*Your assignment*.
Provide only the number of lines below that contain the word "available".

[Saved data entries]
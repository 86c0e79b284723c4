//! The [`Collection`] type and its iterators.

use core::fmt;
use core::hash::{Hash, Hasher};
use core::iter::FusedIterator;
use core::ops::{Index, IndexMut};

use crate::raw::RawCollection;
use crate::{Key, Nth, Value};

mod capacity;
mod dynamic;
mod json;
mod mutate;
mod query;
mod random;
mod records;

/// An ordered associative array.
///
/// Entries are `(Key, V)` pairs kept in insertion order. Keys are unique:
/// writing an existing key replaces its value in place, writing a new key
/// appends. Integer keys handed out by [`push`](Collection::push) continue
/// from the largest integer key seen so far, so a collection built from a
/// list is keyed `0..n` and stays that way until entries are removed.
///
/// Methods taking `&self` never modify the receiver and return a fresh
/// collection or a scalar. Methods taking `&mut self` modify in place and
/// return `&mut Self` for chaining, or the entries they removed.
///
/// The value type defaults to [`Value`], which models heterogeneous records;
/// operations that read fields (`fetch`, `group_by`, `where_field`, ...)
/// require `V: Record`.
///
/// # Examples
///
/// ```
/// use ordered_collection::{Collection, Key};
///
/// let mut numbers = Collection::make([1, 2, 3, 4, 5]);
///
/// let evens = numbers.filter(|n| n % 2 == 0);
/// assert_eq!(evens.all(), [(Key::Int(1), 2), (Key::Int(3), 4)]);
///
/// numbers.push(6).forget(0);
/// assert_eq!(numbers.first(), Some(&2));
/// assert_eq!(numbers.values().all(), Collection::make([2, 3, 4, 5, 6]).all());
/// ```
///
/// A collection with known keys can be built from pairs:
///
/// ```
/// use ordered_collection::{Collection, Value};
///
/// let user: Collection<Value> = Collection::from_pairs([
///     ("id", Value::from(1)),
///     ("name", Value::from("John Doe")),
/// ]);
/// assert_eq!(user.to_json().unwrap(), r#"{"id":1,"name":"John Doe"}"#);
/// ```
pub struct Collection<V = Value> {
    raw: RawCollection<V>,
}
//! Ordered associative collections with a fluent transformation API.
//!
//! This crate provides [`Collection`], an insertion-ordered map from
//! integer-or-string [`Key`]s to values that behaves like a dynamic
//! language's associative array:
//!
//! - Lists and maps are the same type: [`Collection::make`] keys a list
//!   `0..n`, [`Collection::from_pairs`] keeps the given keys
//! - Pure transformations ([`map`](Collection::map), [`filter`](Collection::filter),
//!   [`chunk`](Collection::chunk), ...) return new collections
//! - In-place mutators ([`push`](Collection::push), [`splice`](Collection::splice),
//!   [`sort_by`](Collection::sort_by), ...) return `&mut Self` for chaining
//! - Record operations ([`group_by`](Collection::group_by), [`fetch`](Collection::fetch),
//!   [`where_field`](Collection::where_field), ...) read fields of dynamic [`Value`]s
//!
//! # Example
//!
//! ```
//! use ordered_collection::{Collection, Equality, Key, SortFlag, Value, collect};
//!
//! let mut users = Collection::<Value>::from_json(r#"[
//!     {"id": 1, "name": "John Doe", "kids": 2},
//!     {"id": 2, "name": "Jane Doe", "kids": 1},
//!     {"id": 3, "name": "Jack Doe", "kids": 3}
//! ]"#).unwrap();
//!
//! // Field projections and aggregates
//! assert_eq!(users.implode("name", ", "), "John Doe, Jane Doe, Jack Doe");
//! assert_eq!(users.sum_by("kids"), Value::from(6));
//!
//! // Loose equality coerces numeric strings
//! let jane = users.where_field("id", &Value::from("2"), Equality::Loose);
//! assert_eq!(jane.keys(), collect([Key::Int(1)]));
//!
//! // Sorting keeps each record's key; `values` renumbers
//! users.sort_by("name", SortFlag::Regular, false);
//! assert_eq!(users.values().fetch("id").to_json().unwrap(), "[3,2,1]");
//! ```
//!
//! # Equality
//!
//! `PartialEq` on [`Value`] and [`Collection`] is strict. Operations that
//! compare values take an [`Equality`] or use the loose rules documented on
//! [`Compare`].

// These forbid rules and lint groups are meant to be very restrictive.
#![forbid(keyword_idents)]
#![forbid(non_ascii_idents)]
#![forbid(unreachable_pub)]
#![forbid(unsafe_code)]
#![warn(clippy::all)]
#![warn(clippy::cargo)]
#![warn(clippy::pedantic)]
// Enable coverage attributes for nightly builds.
#![cfg_attr(coverage_nightly, feature(coverage_attribute))]

mod error;
mod key;
mod nth;
mod raw;
mod selector;
mod value;

pub mod collection;

pub use collection::Collection;
pub use error::{Error, Result};
pub use key::Key;
pub use nth::Nth;
pub use selector::{Record, Select, Selector};
pub use value::{Compare, Equality, SortFlag, Value};

/// Wraps `items` in a list-shaped [`Collection`].
///
/// # Examples
///
/// ```
/// use ordered_collection::collect;
///
/// let c = collect(["a", "b"]);
/// assert_eq!(c.get(1), Some(&"b"));
/// assert!(collect(Vec::<i32>::new()).is_empty());
/// ```
pub fn collect<V, I>(items: I) -> Collection<V>
where
    I: IntoIterator<Item = V>,
{
    Collection::make(items)
}
use thiserror::Error;

/// Errors returned by fallible collection operations.
///
/// Lookups of absent keys are not errors; they resolve to `None` or a caller
/// supplied default.
#[derive(Debug, Error)]
pub enum Error {
    /// JSON serialisation or parsing failed.
    #[error("JSON error: {0}")]
    Json(#[from] serde_json::Error),

    /// A value of this type cannot be used as a collection key.
    #[error("cannot use a value of type `{found}` as a collection key")]
    InvalidKey {
        /// Type name of the rejected value.
        found: &'static str,
    },

    /// More items were requested than the collection holds.
    #[error("requested {requested} items but the collection only holds {available}")]
    NotEnoughItems {
        /// Number of items asked for.
        requested: usize,
        /// Number of items available.
        available: usize,
    },
}

/// Result alias used across the crate.
pub type Result<T, E = Error> = core::result::Result<T, E>;
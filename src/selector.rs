use core::fmt;

use crate::{Collection, Value};

/// Field lookup on record-shaped values.
///
/// A record is anything that maps field names to [`Value`]s. Nested records
/// are reached with dot paths: `"address.city"` looks up `address` and then
/// `city` inside it.
pub trait Record {
    /// Returns the value stored under `name`, if any.
    fn field(&self, name: &str) -> Option<&Value>;

    /// Follows a dot-separated path through nested records.
    ///
    /// A field whose name literally contains the full path wins over the
    /// nested lookup.
    ///
    /// # Examples
    ///
    /// ```
    /// use ordered_collection::{Record, Value};
    ///
    /// let user = Value::from(serde_json::json!({"address": {"city": "Oslo"}}));
    /// assert_eq!(user.path("address.city"), Some(&Value::from("Oslo")));
    /// assert_eq!(user.path("address.zip"), None);
    /// ```
    fn path(&self, dotted: &str) -> Option<&Value> {
        if let Some(value) = self.field(dotted) {
            return Some(value);
        }
        let (head, rest) = dotted.split_once('.')?;
        rest.split('.').try_fold(self.field(head)?, |current, name| current.field(name))
    }
}

impl Record for Value {
    /// Only arrays have fields.
    fn field(&self, name: &str) -> Option<&Value> {
        self.as_array()?.get(name)
    }
}

impl Record for Collection<Value> {
    fn field(&self, name: &str) -> Option<&Value> {
        self.get(name)
    }
}

/// Derives a [`Value`] from each element of a collection.
///
/// Operations such as [`Collection::group_by`] and [`Collection::sort_by`]
/// take any `Select`. A closure `Fn(&V) -> impl Into<Value>` works for every
/// element type; a `&str` field path and a [`Selector`] need `V: Record`.
///
/// # Examples
///
/// ```
/// use ordered_collection::{Collection, Key, Value};
///
/// let numbers = Collection::make([1, 2, 3, 4, 5]);
/// let by_parity = numbers.group_by(|n: &i32| n % 2);
/// assert_eq!(by_parity.keys(), Collection::make([Key::Int(1), Key::Int(0)]));
///
/// let users = Collection::<Value>::from_json(r#"[{"id": 2}, {"id": 1}]"#).unwrap();
/// assert_eq!(users.sum_by("id"), Value::from(3));
/// ```
pub trait Select<V> {
    /// Evaluates the selector against `item`.
    fn select(&self, item: &V) -> Value;
}

impl<V, F, R> Select<V> for F
where
    F: Fn(&V) -> R,
    R: Into<Value>,
{
    fn select(&self, item: &V) -> Value {
        self(item).into()
    }
}

/// A dot path resolved with [`Record::path`]. Missing fields select `Null`.
impl<V: Record> Select<V> for &str {
    fn select(&self, item: &V) -> Value {
        item.path(self).cloned().unwrap_or_default()
    }
}

/// Picks a [`Value`] out of each record: either a field path or a function.
///
/// Useful when the choice between a field and a function is made at run
/// time; a `&str` converts into [`Selector::Field`].
///
/// # Examples
///
/// ```
/// use ordered_collection::{Select, Selector, Value};
///
/// let user = Value::from(serde_json::json!({"id": 7, "name": "Jane Doe"}));
///
/// let by_name: Selector<'_, Value> = "name".into();
/// assert_eq!(by_name.select(&user), Value::from("Jane Doe"));
///
/// let is_admin = Selector::func(|u: &Value| u["id"] == Value::from(1));
/// assert_eq!(is_admin.select(&user), Value::from(false));
/// ```
pub enum Selector<'a, V> {
    /// A dot path resolved with [`Record::path`]. Missing fields select `Null`.
    Field(&'a str),
    /// A function of the element.
    Func(Box<dyn Fn(&V) -> Value + 'a>),
}

impl<'a, V> Selector<'a, V> {
    /// Wraps a closure whose result converts into a [`Value`].
    pub fn func<F, R>(f: F) -> Self
    where
        F: Fn(&V) -> R + 'a,
        R: Into<Value>,
    {
        Selector::Func(Box::new(move |item| f(item).into()))
    }
}

impl<V: Record> Select<V> for Selector<'_, V> {
    fn select(&self, item: &V) -> Value {
        match self {
            Selector::Field(path) => Select::<V>::select(path, item),
            Selector::Func(f) => f(item),
        }
    }
}

impl<'a, V> From<&'a str> for Selector<'a, V> {
    fn from(path: &'a str) -> Self {
        Selector::Field(path)
    }
}

impl<V> fmt::Debug for Selector<'_, V> {
    fn fmt(&self, f: &mut fmt::Formatter<'_>) -> fmt::Result {
        match self {
            Selector::Field(path) => f.debug_tuple("Field").field(path).finish(),
            Selector::Func(_) => f.write_str("Func(..)"),
        }
    }
}

#[cfg(test)]
#[cfg_attr(coverage_nightly, coverage(off))]
mod tests {
    use super::*;
    use serde_json::json;

    fn user() -> Value {
        Value::from(json!({
            "id": 1,
            "name": "John Doe",
            "address": {"city": "Oslo", "geo": {"lat": 59.9}},
            "a.b": "literal"
        }))
    }

    #[test]
    fn paths_descend_into_nested_arrays() {
        let user = user();
        assert_eq!(user.path("id"), Some(&Value::from(1)));
        assert_eq!(user.path("address.geo.lat"), Some(&Value::from(59.9)));
        assert_eq!(user.path("address.city.name"), None);
        assert_eq!(user.path("missing.city"), None);
    }

    #[test]
    fn literal_dotted_field_wins() {
        assert_eq!(user().path("a.b"), Some(&Value::from("literal")));
    }

    #[test]
    fn scalars_have_no_fields() {
        assert_eq!(Value::from(3).field("id"), None);
        assert_eq!(Value::Null.path("a.b"), None);
    }

    #[test]
    fn collections_of_values_are_records() {
        let record: Collection<Value> = Collection::from_pairs([("id", Value::from(5))]);
        assert_eq!(record.field("id"), Some(&Value::from(5)));
    }

    #[test]
    fn selectors() {
        let user = user();
        assert_eq!(Selector::from("address.city").select(&user), Value::from("Oslo"));
        assert_eq!(Selector::from("nope").select(&user), Value::Null);
        let upper = Selector::func(|u: &Value| u["name"].to_string().to_uppercase());
        assert_eq!(upper.select(&user), Value::from("JOHN DOE"));
        assert_eq!(format!("{:?}", Selector::<Value>::from("id")), "Field(\"id\")");
    }

    #[test]
    fn closures_select_from_any_element() {
        let len = |s: &&str| s.len();
        assert_eq!(len.select(&"four"), Value::from(4));
        assert_eq!((|n: &i32| n * 2).select(&21), Value::from(42));
        assert_eq!("name".select(&user()), Value::from("John Doe"));
    }
}
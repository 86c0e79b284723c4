//! In-place mutation.

use core::cmp::Ordering;

use super::{Collection, resolve_range};
use crate::raw::RawCollection;
use crate::{Compare, Key};

impl<V> Collection<V> {
    /// Appends `value` under the next free integer key.
    ///
    /// # Panics
    ///
    /// Panics if the collection has held the key `i64::MAX`, since no larger
    /// integer key exists.
    ///
    /// # Examples
    ///
    /// ```
    /// use ordered_collection::{Collection, Key};
    ///
    /// let mut c = Collection::from_pairs([(7, 'a')]);
    /// c.push('b').push('c');
    /// assert_eq!(c.keys(), Collection::make([Key::Int(7), Key::Int(8), Key::Int(9)]));
    /// ```
    pub fn push(&mut self, value: V) -> &mut Self {
        self.raw.push(value);
        self
    }

    /// Stores `value` under `key`, in place if the key exists, appended otherwise.
    ///
    /// # Examples
    ///
    /// ```
    /// use ordered_collection::Collection;
    ///
    /// let mut c = Collection::make([1, 2, 3]);
    /// c.put(1, 11).put("name", 0);
    /// assert_eq!(c.values(), Collection::make([1, 11, 3, 0]));
    /// ```
    pub fn put<K: Into<Key>>(&mut self, key: K, value: V) -> &mut Self {
        self.raw.insert(key.into(), value);
        self
    }

    /// Removes `key` if present. Later pushes do not reuse its key.
    ///
    /// # Examples
    ///
    /// ```
    /// use ordered_collection::{Collection, Key};
    ///
    /// let mut c = Collection::make(['a', 'b']);
    /// c.forget(1).forget(22).push('c');
    /// assert_eq!(c.all(), [(Key::Int(0), 'a'), (Key::Int(2), 'c')]);
    /// ```
    pub fn forget<K: Into<Key>>(&mut self, key: K) -> &mut Self {
        self.raw.remove(&key.into());
        self
    }

    /// Removes and returns the last value.
    ///
    /// # Examples
    ///
    /// ```
    /// use ordered_collection::Collection;
    ///
    /// let mut c = Collection::make([1, 2, 3]);
    /// assert_eq!(c.pop(), Some(3));
    /// assert_eq!(c, Collection::make([1, 2]));
    /// ```
    pub fn pop(&mut self) -> Option<V> {
        self.raw.pop().map(|(_, v)| v)
    }

    /// Removes and returns the first value, renumbering integer keys.
    ///
    /// # Examples
    ///
    /// ```
    /// use ordered_collection::Collection;
    ///
    /// let mut c = Collection::make([1, 2, 3]);
    /// assert_eq!(c.shift(), Some(1));
    /// assert_eq!(c, Collection::make([2, 3]));
    /// ```
    pub fn shift(&mut self) -> Option<V> {
        self.raw.shift().map(|(_, v)| v)
    }

    /// Inserts `value` at the front under key `0`, renumbering integer keys.
    ///
    /// # Examples
    ///
    /// ```
    /// use ordered_collection::Collection;
    ///
    /// let mut c = Collection::make([1, 2]);
    /// c.prepend(111);
    /// assert_eq!(c, Collection::make([111, 1, 2]));
    /// ```
    pub fn prepend(&mut self, value: V) -> &mut Self {
        self.raw.unshift(value);
        self
    }

    /// Removes and returns the value under `key`.
    ///
    /// # Examples
    ///
    /// ```
    /// use ordered_collection::{Collection, Key};
    ///
    /// let mut c = Collection::make([1, 2, 3]);
    /// assert_eq!(c.pull(1), Some(2));
    /// assert_eq!(c.pull(11), None);
    /// assert_eq!(c.all(), [(Key::Int(0), 1), (Key::Int(2), 3)]);
    /// ```
    pub fn pull<K: Into<Key>>(&mut self, key: K) -> Option<V> {
        self.raw.remove(&key.into())
    }

    /// Removes and returns the value under `key`, or returns `default`.
    pub fn pull_or<K: Into<Key>>(&mut self, key: K, default: V) -> V {
        self.pull(key).unwrap_or(default)
    }

    /// Removes a positional range and inserts `replacement` in its place.
    ///
    /// `offset` and `length` follow [`slice`](Collection::slice). Integer keys
    /// of the receiver are renumbered afterwards; string keys are kept. The
    /// removed entries are returned with their integer keys renumbered.
    ///
    /// # Examples
    ///
    /// ```
    /// use ordered_collection::Collection;
    ///
    /// let mut c = Collection::make([1, 2, 3, 4, 5]);
    /// let removed = c.splice(1, Some(2), [11, 22, 33, 44]);
    /// assert_eq!(c, Collection::make([1, 11, 22, 33, 44, 4, 5]));
    /// assert_eq!(removed, Collection::make([2, 3]));
    ///
    /// let tail = c.splice(-2, None, []);
    /// assert_eq!(tail, Collection::make([4, 5]));
    /// ```
    pub fn splice<I>(&mut self, offset: isize, length: Option<isize>, replacement: I) -> Collection<V>
    where
        I: IntoIterator<Item = V>,
    {
        let (start, end) = resolve_range(self.len(), offset, length);
        let removed = self.raw.splice(start, end, replacement);
        let mut raw = RawCollection::with_capacity(removed.len());
        raw.append_renumbered(removed);
        Collection::from_raw(raw)
    }

    /// Replaces every value with `f(value)`.
    ///
    /// # Examples
    ///
    /// ```
    /// use ordered_collection::Collection;
    ///
    /// let mut c = Collection::make([1, 2, 3]);
    /// c.transform(|n| n * 2);
    /// assert_eq!(c, Collection::make([2, 4, 6]));
    /// ```
    pub fn transform<F>(&mut self, mut f: F) -> &mut Self
    where
        F: FnMut(&V) -> V,
    {
        for (_, value) in self.raw.iter_mut() {
            *value = f(&*value);
        }
        self
    }

    /// Sorts the values in ascending [`Compare`] order. The sort is stable
    /// and every value keeps its key.
    ///
    /// # Examples
    ///
    /// ```
    /// use ordered_collection::{Collection, Key};
    ///
    /// let mut c = Collection::make([9, 12, 125, 19]);
    /// c.sort();
    /// assert_eq!(c.keys(), Collection::make([0, 1, 3, 2].map(Key::Int)));
    /// ```
    pub fn sort(&mut self) -> &mut Self
    where
        V: Compare,
    {
        self.raw.sort_by(|_, a, _, b| a.compare(b));
        self
    }

    /// Sorts the values with a three-way comparator. Stable; keys are kept.
    ///
    /// # Examples
    ///
    /// ```
    /// use ordered_collection::Collection;
    ///
    /// let mut c = Collection::make([9, 12, 125, 19, 123]);
    /// let sorted = c.sort_using(|a, b| b.cmp(a)).values();
    /// assert_eq!(sorted, Collection::make([125, 123, 19, 12, 9]));
    /// ```
    pub fn sort_using<F>(&mut self, mut compare: F) -> &mut Self
    where
        F: FnMut(&V, &V) -> Ordering,
    {
        self.raw.sort_by(|_, a, _, b| compare(a, b));
        self
    }
}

*Exercise result*.
3